After outlining Mexican history from Independence in 1821 through Juárez Reformation and the Porfiriato [Porfirio Díaz regime], Diego Rivera asks why a day of national mourning should be observed on November 20th, the symbolic first day of the Revolution of 1910. He replies: simply because the Revolution was betrayed. Nearly two million peasants and workers died for the glorious, failed Revolution, which is why he calls for the flag to be flown at half-mast on November 20th. The Revolution, and its highs and lows, is still happening; there was a high point during the administration of Lázaro Cárdenas (1934–40) when land was returned to the peasants and the proletariat endorsed his policies. In Rivera’s opinion there is only one party, the one where true patriots gather: the PCM, Partido Comunista Mexicano will raise the flag on a future November20th.

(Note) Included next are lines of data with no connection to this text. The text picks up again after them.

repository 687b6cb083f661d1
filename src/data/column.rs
use std::sync::OnceLock;

use regex::Regex;

use super::model::Table;

// ---------------------------------------------------------------------------
// Cell classification
// ---------------------------------------------------------------------------

fn number_prefix_re() -> &'static Regex {
    static NUMBER_PREFIX_RE: OnceLock<Regex> = OnceLock::new();
    NUMBER_PREFIX_RE.get_or_init(|| {
        Regex::new(r"^[+-]?(?:[0-9]+(?:\.[0-9]*)?|\.[0-9]+)(?:[eE][+-]?[0-9]+)?")
            .expect("number prefix regex should compile")
    })
}

fn date_re() -> &'static Regex {
    static DATE_RE: OnceLock<Regex> = OnceLock::new();
    DATE_RE.get_or_init(|| {
        Regex::new(r"^[0-9]{1,2}[-/][0-9]{1,2}[-/][0-9]{4}$").expect("date regex should compile")
    })
}

/// Parse the leading number of a cell.
///
/// Leading whitespace is skipped and trailing text after the number is
/// ignored, so `"12kg"` is `12.0` and `"01/02/2024"` is `1.0`. Only ASCII
/// digits count. Returns `None` for blank or non-numeric cells and for
/// non-finite results, including `NaN` and `Infinity` spellings.
pub fn parse_numeric(cell: &str) -> Option<f64> {
    let m = number_prefix_re().find(cell.trim_start())?;
    let value: f64 = m.as_str().parse().ok()?;
    value.is_finite().then_some(value)
}

/// Whether a cell looks like a `d/m/yyyy` or `m-d-yyyy` style date.
pub fn is_date_like(cell: &str) -> bool {
    date_re().is_match(cell.trim())
}

// ---------------------------------------------------------------------------
// Extraction
// ---------------------------------------------------------------------------

/// Knobs for [`extract`].
#[derive(Debug, Clone, Copy, Default, PartialEq, Eq)]
pub struct ExtractOptions {
    /// Also drop date-like cells, matching what [`is_selectable`] ignores.
    /// Off by default: extraction keeps the leading number of a date cell.
    pub exclude_dates: bool,
}

/// Numeric values of one column, in row order.
///
/// Cells that do not parse are dropped silently; an unknown column yields an
/// empty vector.
pub fn extract(table: &Table, column: &str, options: ExtractOptions) -> Vec<f64> {
    table
        .column_cells(column)
        .flatten()
        .filter(|cell| !(options.exclude_dates && is_date_like(cell)))
        .filter_map(parse_numeric)
        .collect()
}

/// Like [`extract`], but keeps only rows where both columns hold a number.
/// Used for plotting; the statistics use the independent extractions.
pub fn extract_pairs(
    table: &Table,
    x_column: &str,
    y_column: &str,
    options: ExtractOptions,
) -> Vec<[f64; 2]> {
    let accept = |cell: Option<&str>| {
        let cell = cell?;
        if options.exclude_dates && is_date_like(cell) {
            return None;
        }
        parse_numeric(cell)
    };
    table
        .column_cells(x_column)
        .zip(table.column_cells(y_column))
        .filter_map(|(x, y)| Some([accept(x)?, accept(y)?]))
        .collect()
}

// ---------------------------------------------------------------------------
// Selectability
// ---------------------------------------------------------------------------

/// A column is selectable when at least one of its cells is a non-empty,
/// numeric, non-date value.
pub fn is_selectable(table: &Table, column: &str) -> bool {
    table.column_cells(column).flatten().any(|cell| {
        !cell.is_empty() && parse_numeric(cell).is_some() && !is_date_like(cell)
    })
}

/// Headers offered for analysis, in header order.
pub fn selectable_columns(table: &Table) -> Vec<String> {
    let mut out: Vec<String> = Vec::new();
    for header in &table.headers {
        if out.contains(header) {
            continue;
        }
        if is_selectable(table, header) {
            out.push(header.clone());
        }
    }
    out
}
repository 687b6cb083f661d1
/// Data layer: core types, loading, and column extraction.
///
/// Architecture:
/// ```text
///  .csv / .xlsx / .xls
///        │
///        ▼
///   ┌──────────┐
///   │  loader   │  workbook → CSV text → Table
///   └──────────┘
///        │
///        ▼
///   ┌──────────┐
///   │  Table    │  headers, Vec<Row>
///   └──────────┘
///        │
///        ▼
///   ┌──────────┐
///   │  column   │  selectable columns, numeric extraction → Vec<f64>
///   └──────────┘
/// ```

pub mod column;
pub mod loader;
pub mod model;
mod analysis;
mod app;
mod config;
mod data;
mod import;
mod state;
mod stats;
mod ui;

use app::QcsDashboardApp;
use config::DashboardConfig;
use eframe::egui;

fn main() -> eframe::Result {
    env_logger::init();

    let config = DashboardConfig::default();
    let options = eframe::NativeOptions {
        viewport: egui::ViewportBuilder::default()
            .with_inner_size(config.window_size)
            .with_min_inner_size(config.min_window_size),
        ..Default::default()
    };

    let title = config.title.clone();
    eframe::run_native(
        &title,
        options,
        Box::new(|_cc| Ok(Box::new(QcsDashboardApp::new(config)))),
    )
}
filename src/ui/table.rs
use eframe::egui::{self, RichText, Ui};
use egui_extras::{Column, TableBuilder};

use crate::config::DashboardConfig;
use crate::state::AppState;

// ---------------------------------------------------------------------------
// Data table (central panel, top)
// ---------------------------------------------------------------------------

const ROW_HEIGHT: f32 = 20.0;

/// Render every imported row in a scrollable, striped table.
pub fn data_table(ui: &mut Ui, state: &AppState, config: &DashboardConfig) {
    let table = match &state.table {
        Some(t) => t,
        None => {
            ui.centered_and_justified(|ui: &mut Ui| {
                ui.heading("Choose a .csv, .xlsx or .xls file and press IMPORT FILE");
            });
            return;
        }
    };
    if table.is_empty() {
        ui.label(format!("No data rows under {} column headers.", table.headers.len()));
        return;
    }

    egui::ScrollArea::horizontal()
        .id_salt("data_table_scroll")
        .show(ui, |ui: &mut Ui| {
            TableBuilder::new(ui)
                .striped(true)
                .resizable(true)
                .vscroll(true)
                .max_scroll_height(config.table_max_height)
                .column(Column::auto().at_least(32.0))
                .columns(
                    Column::initial(100.0).at_least(40.0).clip(true),
                    table.headers.len(),
                )
                .header(ROW_HEIGHT, |mut header| {
                    header.col(|ui| {
                        ui.strong("id");
                    });
                    for name in &table.headers {
                        header.col(|ui| {
                            ui.strong(name);
                        });
                    }
                })
                .body(|body| {
                    body.rows(ROW_HEIGHT, table.len(), |mut row| {
                        let record = &table.rows[row.index()];
                        row.col(|ui| {
                            ui.label(RichText::new(record.id.to_string()).weak());
                        });
                        for pos in 0..table.headers.len() {
                            row.col(|ui| {
                                ui.label(record.cells.get(pos).map(String::as_str).unwrap_or(""));
                            });
                        }
                    });
                });
        });
}
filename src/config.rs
// ---------------------------------------------------------------------------
// Dashboard configuration
// ---------------------------------------------------------------------------

/// Compile-time defaults for the window and for how results are shown.
#[derive(Debug, Clone)]
pub struct DashboardConfig {
    pub title: String,
    pub window_size: [f32; 2],
    pub min_window_size: [f32; 2],
    /// Height of the scrollable data table.
    pub table_max_height: f32,
    /// Decimals for mean, standard deviation, standard error, CV and
    /// correlation.
    pub summary_decimals: usize,
    /// Decimals for the p-value and the F value.
    pub test_decimals: usize,
}

impl Default for DashboardConfig {
    fn default() -> Self {
        Self {
            title: "QCS Statistics Dashboard".to_string(),
            window_size: [1200.0, 800.0],
            min_window_size: [600.0, 400.0],
            table_max_height: 320.0,
            summary_decimals: 2,
            test_decimals: 4,
        }
    }
}
use anyhow::{Context, Result};

/// Minimal deterministic PRNG (xoshiro256**)
struct SimpleRng {
    state: [u64; 4],
}

impl SimpleRng {
    fn new(seed: u64) -> Self {
        let mut s = [0u64; 4];
        let mut x = seed;
        for slot in &mut s {
            x = x.wrapping_mul(6364136223846793005).wrapping_add(1);
            *slot = x;
        }
        SimpleRng { state: s }
    }

    fn next_u64(&mut self) -> u64 {
        let result = (self.state[1].wrapping_mul(5))
            .rotate_left(7)
            .wrapping_mul(9);
        let t = self.state[1] << 17;
        self.state[2] ^= self.state[0];
        self.state[3] ^= self.state[1];
        self.state[1] ^= self.state[2];
        self.state[0] ^= self.state[3];
        self.state[2] ^= t;
        self.state[3] = self.state[3].rotate_left(45);
        result
    }

    fn next_f64(&mut self) -> f64 {
        (self.next_u64() >> 11) as f64 / (1u64 << 53) as f64
    }

    /// Box-Muller transform for normal distribution
    fn gauss(&mut self, mean: f64, std_dev: f64) -> f64 {
        let u1 = self.next_f64().max(1e-15);
        let u2 = self.next_f64();
        let z = (-2.0 * u1.ln()).sqrt() * (2.0 * std::f64::consts::PI * u2).cos();
        mean + std_dev * z
    }
}

fn main() -> Result<()> {
    let mut rng = SimpleRng::new(42);

    let output_path = "sample_data.csv";
    let mut writer = csv::Writer::from_path(output_path).context("creating output file")?;
    writer.write_record([
        "batch",
        "sampled_on",
        "operator",
        "fill_weight_g",
        "moisture_pct",
        "hardness_n",
        "ph",
        "remarks",
    ])?;

    let operators = ["Alice", "Bob", "Chen"];
    let n_batches = 60;

    for i in 0..n_batches {
        let day = i % 28 + 1;
        let month = i / 28 + 1;
        let weight = rng.gauss(500.0, 4.0);
        // Moisture tracks fill weight so the correlation view has signal.
        let moisture = 2.0 + (weight - 500.0) * 0.05 + rng.gauss(0.0, 0.1);
        let hardness = rng.gauss(85.0, 6.0);
        let ph = rng.gauss(6.8, 0.15);

        // A few gaps and typos, like hand-entered lab sheets.
        let hardness_cell = match i % 17 {
            5 => String::new(),
            11 => "n/a".to_string(),
            _ => format!("{hardness:.1}"),
        };
        let remarks = if i % 9 == 0 { "retest" } else { "" };

        writer.write_record([
            format!("B{:04}", 1000 + i),
            format!("{month}/{day}/2024"),
            operators[i % operators.len()].to_string(),
            format!("{weight:.2}"),
            format!("{moisture:.3}"),
            hardness_cell,
            format!("{ph:.2}"),
            remarks.to_string(),
        ])?;
    }
    writer.flush().context("writing output file")?;

    println!("Wrote {n_batches} batches to {output_path}");
    Ok(())
}
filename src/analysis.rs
use crate::data::column::{extract, ExtractOptions};
use crate::data::model::Table;
use crate::stats::{BivariateSummary, DescriptiveSummary};

// ---------------------------------------------------------------------------
// Analysis – one immutable result per selection
// ---------------------------------------------------------------------------

/// Statistics for the currently selected column(s).
///
/// Rebuilt from scratch whenever the table, the selection or the extraction
/// options change; never updated in place.
#[derive(Debug, Clone, PartialEq)]
pub struct Analysis {
    pub primary: String,
    pub descriptive: DescriptiveSummary,
    /// Second column and the pairwise statistics, when one is selected.
    pub secondary: Option<(String, BivariateSummary)>,
}

impl Analysis {
    pub fn compute(
        table: &Table,
        primary: &str,
        secondary: Option<&str>,
        options: ExtractOptions,
    ) -> Self {
        let a = extract(table, primary, options);
        let descriptive = DescriptiveSummary::from_values(&a);

        let secondary = secondary.map(|name| {
            let b = extract(table, name, options);
            (name.to_string(), BivariateSummary::from_values(&a, &b))
        });

        log::debug!(
            "Analysis of {primary:?} ({} values), second column {:?}",
            a.len(),
            secondary.as_ref().map(|(name, _)| name)
        );

        Analysis {
            primary: primary.to_string(),
            descriptive,
            secondary,
        }
    }

    /// Labelled, formatted lines for display. Unavailable statistics are
    /// left out.
    pub fn lines(&self, summary_decimals: usize, test_decimals: usize) -> Vec<(String, String)> {
        let col = &self.primary;
        let d = &self.descriptive;
        let mut out = Vec::new();

        let mut push = |label: String, value: Option<String>| {
            if let Some(value) = value {
                out.push((label, value));
            }
        };

        push(
            format!("Mean (Average) for '{col}'"),
            format_fixed(d.mean, summary_decimals),
        );
        push(
            format!("Standard Deviation for '{col}'"),
            format_fixed(d.std_dev, summary_decimals),
        );
        push(
            format!("Standard Error for '{col}'"),
            format_fixed(d.std_error, summary_decimals),
        );
        push(
            format!("Coefficient of Variation (CV) for '{col}'"),
            format_fixed(d.cv, summary_decimals).map(|v| format!("{v}%")),
        );

        if let Some((other, b)) = &self.secondary {
            push(
                format!("Pearson Correlation between '{col}' and '{other}'"),
                format_fixed(b.correlation, summary_decimals),
            );
            push(
                "P-Value for the correlation".to_string(),
                format_fixed(b.p_value, test_decimals),
            );
            push(
                format!("F Value between '{col}' and '{other}'"),
                format_fixed(b.f_value, test_decimals),
            );
        }
        out
    }
}

/// Fixed-precision rendering; `None` stays `None`.
pub fn format_fixed(value: Option<f64>, decimals: usize) -> Option<String> {
    value.map(|v| format!("{v:.decimals$}"))
}
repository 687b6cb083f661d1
pub mod panels;
pub mod plot;
pub mod table;
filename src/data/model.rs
use std::collections::HashMap;

// ---------------------------------------------------------------------------
// Row – one record of the imported file
// ---------------------------------------------------------------------------

/// A single row of the source file.
#[derive(Debug, Clone, PartialEq)]
pub struct Row {
    /// Synthetic 1-based identifier in source order.
    pub id: usize,
    /// Raw cell text, positionally aligned with [`Table::headers`].
    /// May be shorter than the header when the source record was short.
    pub cells: Vec<String>,
}

// ---------------------------------------------------------------------------
// Table – the complete imported file
// ---------------------------------------------------------------------------

/// The parsed file: an ordered header plus ordered rows.
#[derive(Debug, Clone, Default)]
pub struct Table {
    /// Column names taken from the first record of the source.
    pub headers: Vec<String>,
    /// All data rows, in source order.
    pub rows: Vec<Row>,
    /// header name → position of its last occurrence.
    index: HashMap<String, usize>,
}

impl Table {
    /// Build a table from a header and raw records; ids are assigned in order.
    pub fn new(headers: Vec<String>, records: Vec<Vec<String>>) -> Self {
        let mut index = HashMap::with_capacity(headers.len());
        for (pos, name) in headers.iter().enumerate() {
            index.insert(name.clone(), pos);
        }
        let rows = records
            .into_iter()
            .enumerate()
            .map(|(i, cells)| Row { id: i + 1, cells })
            .collect();
        Table {
            headers,
            rows,
            index,
        }
    }

    /// Position of `column` in the header, if present.
    pub fn column_index(&self, column: &str) -> Option<usize> {
        self.index.get(column).copied()
    }

    /// Iterate the raw values of one column, one entry per row. `None` marks
    /// an unknown column or a row too short to have the cell.
    pub fn column_cells<'a>(&'a self, column: &str) -> impl Iterator<Item = Option<&'a str>> + 'a {
        let pos = self.column_index(column);
        self.rows
            .iter()
            .map(move |row| pos.and_then(|p| row.cells.get(p)).map(String::as_str))
    }

    /// Number of rows.
    pub fn len(&self) -> usize {
        self.rows.len()
    }

    /// Whether the table has no data rows.
    pub fn is_empty(&self) -> bool {
        self.rows.is_empty()
    }
}

#[cfg(test)]
mod tests {
    use super::*;

    fn strings(cells: &[&str]) -> Vec<String> {
        cells.iter().map(|s| s.to_string()).collect()
    }

    #[test]
    fn ids_follow_source_order() {
        let table = Table::new(
            strings(&["a", "b"]),
            vec![strings(&["1", "2"]), strings(&["3", "4"])],
        );
        let ids: Vec<usize> = table.rows.iter().map(|r| r.id).collect();
        assert_eq!(ids, vec![1, 2]);
        assert_eq!(table.len(), 2);
    }

    #[test]
    fn short_rows_have_missing_cells() {
        let table = Table::new(strings(&["a", "b"]), vec![strings(&["1"])]);
        assert_eq!(table.column_cells("a").collect::<Vec<_>>(), vec![Some("1")]);
        assert_eq!(table.column_cells("b").collect::<Vec<_>>(), vec![None]);
        assert_eq!(table.column_cells("zzz").collect::<Vec<_>>(), vec![None]);
    }

    #[test]
    fn duplicate_headers_resolve_to_last() {
        let table = Table::new(strings(&["x", "y", "x"]), vec![strings(&["1", "5", "2"])]);
        assert_eq!(table.column_index("x"), Some(2));
        let cells: Vec<_> = table.column_cells("x").collect();
        assert_eq!(cells, vec![Some("2")]);
    }
}
use statrs::statistics::Statistics;

use super::finite;

// ---------------------------------------------------------------------------
// Single-column statistics
// ---------------------------------------------------------------------------

/// Arithmetic mean (sum / count). `None` for an empty slice.
pub fn mean(values: &[f64]) -> Option<f64> {
    if values.is_empty() {
        return None;
    }
    finite(values.iter().sum::<f64>() / values.len() as f64)
}

/// Sample variance with Bessel's correction. `None` below two values.
///
/// A constant column is exactly zero; the running update in `statrs` can
/// leave rounding noise there.
pub(crate) fn sample_variance(values: &[f64]) -> Option<f64> {
    let (first, rest) = values.split_first()?;
    if rest.is_empty() {
        return None;
    }
    if rest.iter().all(|v| v == first) {
        return Some(0.0);
    }
    finite(values.iter().variance())
}

/// Sample standard deviation (n − 1 denominator). `None` below two values.
pub fn std_dev(values: &[f64]) -> Option<f64> {
    sample_variance(values).map(f64::sqrt)
}

/// Standard error of the mean, `std_dev / sqrt(n)`. Requires `n > 1`.
pub fn std_error(values: &[f64]) -> Option<f64> {
    let sd = std_dev(values)?;
    finite(sd / (values.len() as f64).sqrt())
}

/// Standard deviation as a percentage of the mean.
///
/// Only an exactly-zero mean is treated as unavailable; a mean close to zero
/// produces a (possibly huge) value.
pub fn coefficient_of_variation(values: &[f64]) -> Option<f64> {
    let m = mean(values)?;
    if m == 0.0 {
        return None;
    }
    let sd = std_dev(values)?;
    finite(sd / m * 100.0)
}

// ---------------------------------------------------------------------------
// Summary record
// ---------------------------------------------------------------------------

/// All single-column statistics for one numeric column.
#[derive(Debug, Clone, Copy, PartialEq)]
pub struct DescriptiveSummary {
    /// Number of numeric values the statistics were computed from.
    pub count: usize,
    pub mean: Option<f64>,
    pub std_dev: Option<f64>,
    pub std_error: Option<f64>,
    /// Coefficient of variation, in percent.
    pub cv: Option<f64>,
}

impl DescriptiveSummary {
    pub fn from_values(values: &[f64]) -> Self {
        DescriptiveSummary {
            count: values.len(),
            mean: mean(values),
            std_dev: std_dev(values),
            std_error: std_error(values),
            cv: coefficient_of_variation(values),
        }
    }
}
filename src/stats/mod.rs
/// Numeric core: descriptive and bivariate statistics over plain `f64`
/// slices.
///
/// Every function is pure. "Unavailable" results (too few values, division
/// by zero) are reported as `None` and never as NaN or infinity, so callers
/// can hide them without further checks.

pub mod bivariate;
pub mod descriptive;

pub use bivariate::BivariateSummary;
pub use descriptive::DescriptiveSummary;

/// Turn a computed value into `None` unless it is finite.
pub(crate) fn finite(value: f64) -> Option<f64> {
    value.is_finite().then_some(value)
}
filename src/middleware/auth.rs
use std::convert::Infallible;

use axum::{extract::FromRequestParts, http::request::Parts};
use axum_extra::extract::cookie::CookieJar;

use vibeflix_auth::{Role, SessionClaims, resolve_session};
use vibeflix_core::AppError;
use vibeflix_models::UserId;

use crate::middleware::gate::UNAUTHENTICATED;
use crate::state::AppState;

/// The caller's session. Rejects with 401 when there is none.
///
/// Uses the claims the gate stored in the request extensions and only decodes
/// the cookie itself on routes the gate treats as public.
#[derive(Debug, Clone)]
pub struct AuthUser(pub SessionClaims);

impl AuthUser {
    pub fn user_id(&self) -> UserId {
        UserId::from_uuid(self.0.user_id)
    }

    pub fn role(&self) -> Role {
        self.0.role
    }

    pub fn email(&self) -> &str {
        &self.0.email
    }

    pub fn is_admin(&self) -> bool {
        self.0.is_admin()
    }
}

fn session_from_parts(parts: &Parts, state: &AppState) -> Option<SessionClaims> {
    if let Some(claims) = parts.extensions.get::<SessionClaims>() {
        return Some(claims.clone());
    }

    let jar = CookieJar::from_headers(&parts.headers);
    resolve_session(&jar, &state.jwt_config)
}

impl FromRequestParts<AppState> for AuthUser {
    type Rejection = AppError;

    async fn from_request_parts(
        parts: &mut Parts,
        state: &AppState,
    ) -> Result<Self, Self::Rejection> {
        session_from_parts(parts, state)
            .map(AuthUser)
            .ok_or_else(|| AppError::unauthorized(UNAUTHENTICATED.to_string()))
    }
}

/// Session if present; never rejects. For public pages that vary by viewer.
#[derive(Debug, Clone)]
pub struct MaybeAuthUser(pub Option<AuthUser>);

impl FromRequestParts<AppState> for MaybeAuthUser {
    type Rejection = Infallible;

    async fn from_request_parts(
        parts: &mut Parts,
        state: &AppState,
    ) -> Result<Self, Self::Rejection> {
        Ok(MaybeAuthUser(session_from_parts(parts, state).map(AuthUser)))
    }
}

#[cfg(test)]
mod tests {
    use super::*;
    use uuid::Uuid;

    #[test]
    fn test_accessors() {
        let user_id = Uuid::new_v4();
        let auth_user = AuthUser(SessionClaims {
            user_id,
            email: "admin@vibeflix.com".to_string(),
            role: Role::Admin,
            iat: 1,
            exp: 2,
        });

        assert_eq!(auth_user.user_id().into_inner(), user_id);
        assert_eq!(auth_user.email(), "admin@vibeflix.com");
        assert_eq!(auth_user.role(), Role::Admin);
        assert!(auth_user.is_admin());
    }
}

In early 1954, Diego Rivera (1886–1957) wrote that the Revolution had been a failure; his was not, however, the first such opinion. As early as 1947, Daniel Cosío Villegas had warned of a rightward tilt in post-revolutionary governments since the regimes of Manuel Ávila Camacho (1940–46) and the Miguel Alemán Valdés (1946–52). During these two administrations, the percentage of the national budget devoted to education and health dropped considerably. In fact, all that remained of post-revolutionary proposals was the Revolution’s discourse painted on the walls. It is strange that Rivera should reach back to the early nineteenth century to identify the good and the bad people in history, rather than referring explicitly to the present.